W3C home > Mailing lists > Public > public-qt-comments@w3.org > March 2009

[Bug 6667] [FT] Stemming

From: <bugzilla@wiggum.w3.org>
Date: Fri, 13 Mar 2009 14:22:22 +0000
To: public-qt-comments@w3.org
Message-Id: <E1Li8HG-0003Xw-4t@wiggum.w3.org>

--- Comment #2 from Christian Gruen <christian.gruen@gmail.com>  2009-03-13 14:22:21 ---
Thank you Pat,

just get sure on query "ft-3.4.7-examples-q2.xq" - it performs the following

[1] 'propagating few errors' ftcontains "propagation of errors"
     with stemming with stop words ("a", "the", "of")

If the terms "propagation" and "propagating" will not be stemmed, this query
should equal the following one:

[2] 'propagating few errors' ftcontains "propagation of errors"
     with stop words ("a", "the", "of")

The text token "few" will be ignored due to stopword removal, but I would still
expect the query to yield "false". Do you agree?
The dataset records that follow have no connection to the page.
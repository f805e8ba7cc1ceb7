use brrtbind::{
    BindConfig, BindError, Callable, ConfigurationError, Context, Field, HandlerClass, ParamType,
    RawCall, Registry, Resolved, Scoped, Signature,
};
use serde_json::{json, Value};
use std::sync::OnceLock;

mod common;
use common::recorder::Recorder;
use common::{fields, requests};

fn recording(name: &'static str, rec: &Recorder) -> Callable {
    let rec = rec.clone();
    Callable::sync(name, Signature::new(), move |_| {
        rec.push(name);
        Ok(json!(name))
    })
}

fn scoped(name: &'static str, rec: &Recorder) -> Callable {
    let rec = rec.clone();
    Callable::scoped(name, Signature::new(), move |_| {
        rec.push(format!("{name}.acquire"));
        let rec = rec.clone();
        Ok(Scoped::new(json!(name), move |exit| {
            rec.push(format!("{name}.release.{exit:?}"));
        }))
    })
}

#[test]
fn test_pre_depends_then_depends_then_handler() {
    let _tracing = common::test_tracing::init();
    let rec = Recorder::new();
    let c = recording("C", &rec);
    let handler_rec = rec.clone();
    let handler = Callable::sync(
        "handler",
        Signature::new().param("c", ParamType::Any, Field::depends(&c)),
        move |args| {
            handler_rec.push("handler");
            Ok(args.value("c").cloned().unwrap_or(Value::Null))
        },
    );
    let registry = Registry::default();
    let bound = registry
        .bind(
            "ordered",
            handler,
            BindConfig::new()
                .pre_depend(recording("A", &rec))
                .pre_depend(recording("B", &rec)),
        )
        .unwrap();

    for _ in 0..3 {
        let out = bound.call(requests::query(&[]), RawCall::new()).unwrap();
        assert_eq!(out.into_value(), Some(json!("C")));
    }
    assert_eq!(rec.events().len(), 12);
    for chunk in rec.events().chunks(4) {
        assert_eq!(chunk, ["A", "B", "C", "handler"]);
    }
}

#[test]
fn test_dependency_arguments_resolved_first() {
    let token = Callable::sync(
        "token",
        Signature::new().param(
            "authorization",
            ParamType::String,
            Field::header().build().unwrap(),
        ),
        |args| {
            let raw: String = args.parse("authorization")?;
            Ok(json!(raw.trim_start_matches("Bearer ")))
        },
    );
    let handler = Callable::sync(
        "whoami",
        Signature::new().param("token", ParamType::String, Field::depends(&token)),
        |args| Ok(args.value("token").cloned().unwrap_or(Value::Null)),
    );
    let registry = Registry::default();
    let bound = registry.bind("whoami", handler, BindConfig::new()).unwrap();

    let req = requests::get("/").with_header("Authorization", "Bearer abc").into_adapter();
    assert_eq!(bound.call(req, RawCall::new()).unwrap().into_value(), Some(json!("abc")));

    let err = bound.call(requests::query(&[]), RawCall::new()).unwrap_err();
    assert!(matches!(err, BindError::NotFound(ref e) if e.param == "authorization"));
}

#[test]
fn test_scoped_release_runs_once_when_sibling_fails() {
    let rec = Recorder::new();
    let conn = scoped("conn", &rec);
    let handler_rec = rec.clone();
    let handler = Callable::sync(
        "handler",
        Signature::new()
            .param("db", ParamType::Any, Field::depends(&conn))
            .param("uid", ParamType::Integer, Field::query().ge(1).build().unwrap()),
        move |_| {
            handler_rec.push("handler");
            Ok(json!(null))
        },
    );
    let registry = Registry::default();
    let bound = registry.bind("scoped", handler, BindConfig::new()).unwrap();

    let err = bound.call(requests::query(&[("uid", "0")]), RawCall::new()).unwrap_err();
    assert!(matches!(err, BindError::Validation(_)));
    assert_eq!(rec.events(), vec!["conn.acquire", "conn.release.Error"]);
    assert_eq!(rec.count("handler"), 0);
}

#[test]
fn test_scoped_release_after_handler() {
    let rec = Recorder::new();
    let conn = scoped("conn", &rec);
    let handler_rec = rec.clone();
    let handler = Callable::sync(
        "handler",
        Signature::new().param("db", ParamType::Any, Field::depends(&conn)),
        move |_| {
            handler_rec.push("handler");
            Ok(json!(null))
        },
    );
    let registry = Registry::default();
    let bound = registry.bind("scoped", handler, BindConfig::new()).unwrap();
    bound.call(requests::query(&[]), RawCall::new()).unwrap();
    assert_eq!(
        rec.events(),
        vec!["conn.acquire", "handler", "conn.release.Success"]
    );
}

#[test]
fn test_release_is_lifo_across_pre_depends_and_depends() {
    let rec = Recorder::new();
    let outer = scoped("outer", &rec);
    let inner = scoped("inner", &rec);
    let handler = Callable::sync(
        "handler",
        Signature::new().param("inner", ParamType::Any, Field::depends(&inner)),
        |_| -> anyhow::Result<Value> { Err(anyhow::anyhow!("boom")) },
    );
    let registry = Registry::default();
    let bound = registry
        .bind("lifo", handler, BindConfig::new().pre_depend(outer))
        .unwrap();

    let err = bound.call(requests::query(&[]), RawCall::new()).unwrap_err();
    assert!(matches!(err, BindError::Handler(_)));
    assert_eq!(
        rec.events(),
        vec![
            "outer.acquire",
            "inner.acquire",
            "inner.release.Error",
            "outer.release.Error",
        ]
    );
}

#[derive(Debug, thiserror::Error)]
#[error("token expired")]
struct TokenExpired;

#[test]
fn test_dependency_error_passes_through_unchanged() {
    let auth = Callable::sync("auth", Signature::new(), |_| -> anyhow::Result<Value> {
        Err(TokenExpired.into())
    });
    let handler = Callable::sync(
        "handler",
        Signature::new().param("user", ParamType::Any, Field::depends(&auth)),
        |_| Ok(json!(null)),
    );
    let registry = Registry::default();
    let bound = registry.bind("auth", handler, BindConfig::new()).unwrap();

    let err = bound.call(requests::query(&[]), RawCall::new()).unwrap_err();
    assert!(matches!(err, BindError::Dependency(_)));
    assert!(err.source_as::<TokenExpired>().is_some());
    assert_eq!(err.to_string(), "token expired");
}

static CYCLE_A: OnceLock<Callable> = OnceLock::new();
static CYCLE_B: OnceLock<Callable> = OnceLock::new();

fn cycle_a() -> Callable {
    CYCLE_A
        .get_or_init(|| {
            Callable::sync(
                "a",
                Signature::new().param("b", ParamType::Any, Field::depends_lazy(cycle_b)),
                |_| Ok(json!(null)),
            )
        })
        .clone()
}

fn cycle_b() -> Callable {
    CYCLE_B
        .get_or_init(|| {
            Callable::sync(
                "b",
                Signature::new().param("a", ParamType::Any, Field::depends_lazy(cycle_a)),
                |_| Ok(json!(null)),
            )
        })
        .clone()
}

#[test]
fn test_dependency_cycle_rejected_at_bind() {
    let handler = Callable::sync(
        "handler",
        Signature::new().param("a", ParamType::Any, Field::depends_lazy(cycle_a)),
        |_| Ok(json!(null)),
    );
    let registry = Registry::default();
    let err = registry.bind("cycle", handler, BindConfig::new()).unwrap_err();
    assert_eq!(
        err,
        ConfigurationError::DependencyCycle {
            cycle: vec!["a".into(), "b".into(), "a".into()],
        }
    );
    assert!(registry.is_empty());
}

#[test]
fn test_dependency_reads_ambient_context() {
    let path = Callable::sync("path", Signature::new(), |_| {
        let ctx = Context::current().ok_or_else(|| anyhow::anyhow!("no context"))?;
        Ok(json!({"path": ctx.request().url_path(), "route": ctx.route_id()}))
    });
    let handler = Callable::sync(
        "handler",
        Signature::new().param("info", ParamType::Any, Field::depends(&path)),
        |args| Ok(args.value("info").cloned().unwrap_or(Value::Null)),
    );
    let registry = Registry::default();
    let bound = registry.bind("ctx_route", handler, BindConfig::new()).unwrap();

    let out = bound.call(requests::get("/users/7").into_adapter(), RawCall::new()).unwrap();
    assert_eq!(out.into_value(), Some(json!({"path": "/users/7", "route": "ctx_route"})));
    assert!(Context::current().is_none());
}

#[test]
fn test_request_id_taken_from_header() {
    let rid = Callable::sync("rid", Signature::new(), |_| {
        let ctx = Context::current().ok_or_else(|| anyhow::anyhow!("no context"))?;
        Ok(json!(ctx.request_id().to_string()))
    });
    let handler = Callable::sync(
        "handler",
        Signature::new().param("rid", ParamType::String, Field::depends(&rid)),
        |args| Ok(args.value("rid").cloned().unwrap_or(Value::Null)),
    );
    let registry = Registry::default();
    let bound = registry.bind("rid", handler, BindConfig::new()).unwrap();

    let id = brrtbind::RequestId::new().to_string();
    let req = requests::get("/").with_header("X-Request-ID", id.clone()).into_adapter();
    assert_eq!(bound.call(req, RawCall::new()).unwrap().into_value(), Some(json!(id)));
}

struct ViewState {
    prefix: String,
}

#[test]
fn test_class_based_handler_gets_instance_and_attributes() {
    let class = HandlerClass::new("UserView").attribute("uid", ParamType::Integer, fields::query());
    let handler = Callable::sync(
        "get",
        Signature::new().param("verbose", ParamType::Boolean, Field::query().default(json!(false)).build().unwrap()),
        |args| {
            let view = args.instance().ok_or_else(|| anyhow::anyhow!("no instance"))?;
            let prefix = view
                .state::<ViewState>()
                .map(|s| s.prefix.clone())
                .unwrap_or_default();
            Ok(json!({
                "prefix": prefix,
                "uid": view.attribute_value("uid"),
                "verbose": args.value("verbose"),
            }))
        },
    )
    .method_of(&class);
    let registry = Registry::default();
    let bound = registry.bind("user_view", handler, BindConfig::new()).unwrap();

    let instance = class.instantiate(ViewState {
        prefix: "u-".to_string(),
    });
    let out = bound
        .call(requests::query(&[("uid", "9")]), RawCall::with_instance(instance))
        .unwrap();
    assert_eq!(
        out.into_value(),
        Some(json!({"prefix": "u-", "uid": 9, "verbose": false}))
    );

    let err = bound.call(requests::query(&[("uid", "9")]), RawCall::new()).unwrap_err();
    assert!(matches!(err, BindError::MissingInstance { .. }));
}

#[test]
fn test_dependency_reads_instance_of_class_handler() {
    let class = HandlerClass::new("TenantView");
    let tenant = Callable::sync("tenant", Signature::new().instance("view"), |args| {
        let present = matches!(args.get("view"), Some(Resolved::Instance(_)));
        Ok(json!(present))
    });
    let handler = Callable::sync(
        "get",
        Signature::new().param("tenant", ParamType::Boolean, Field::depends(&tenant)),
        |args| Ok(args.value("tenant").cloned().unwrap_or(Value::Null)),
    )
    .method_of(&class);
    let registry = Registry::default();
    let bound = registry.bind("tenant", handler, BindConfig::new()).unwrap();
    let out = bound
        .call(requests::query(&[]), RawCall::with_instance(class.instantiate(())))
        .unwrap();
    assert_eq!(out.into_value(), Some(json!(true)));
}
In contrast, the following query should yield true:

[3] 'propagate few errors' ftcontains "propagate of errors"
     with stop words ("a", "the", "of")

In my opinion, this query should be simplified in the specification as the
stemming option does not really contribute to explain the asymmetry in the stop
word semantics; what do you think about the following version?


3.4.7 Stop Word Option


The following expression returns true, because the document contains the phrase
"propagating few errors":

/books/book[@number="1"]//p ftcontains "propagating of errors"
  with stop words ("a", "the", "of") 

Note the asymmetry in the stop word semantics: the property of being a stop
word is only relevant to query terms, not to document terms. Hence, it is
irrelevant for the above-mentioned match whether "few" is a stop word or not,
and on the other hand we do not want the query above to match "propagating"
followed by 2 stop words, or even a sequence of 3 stop words in the document.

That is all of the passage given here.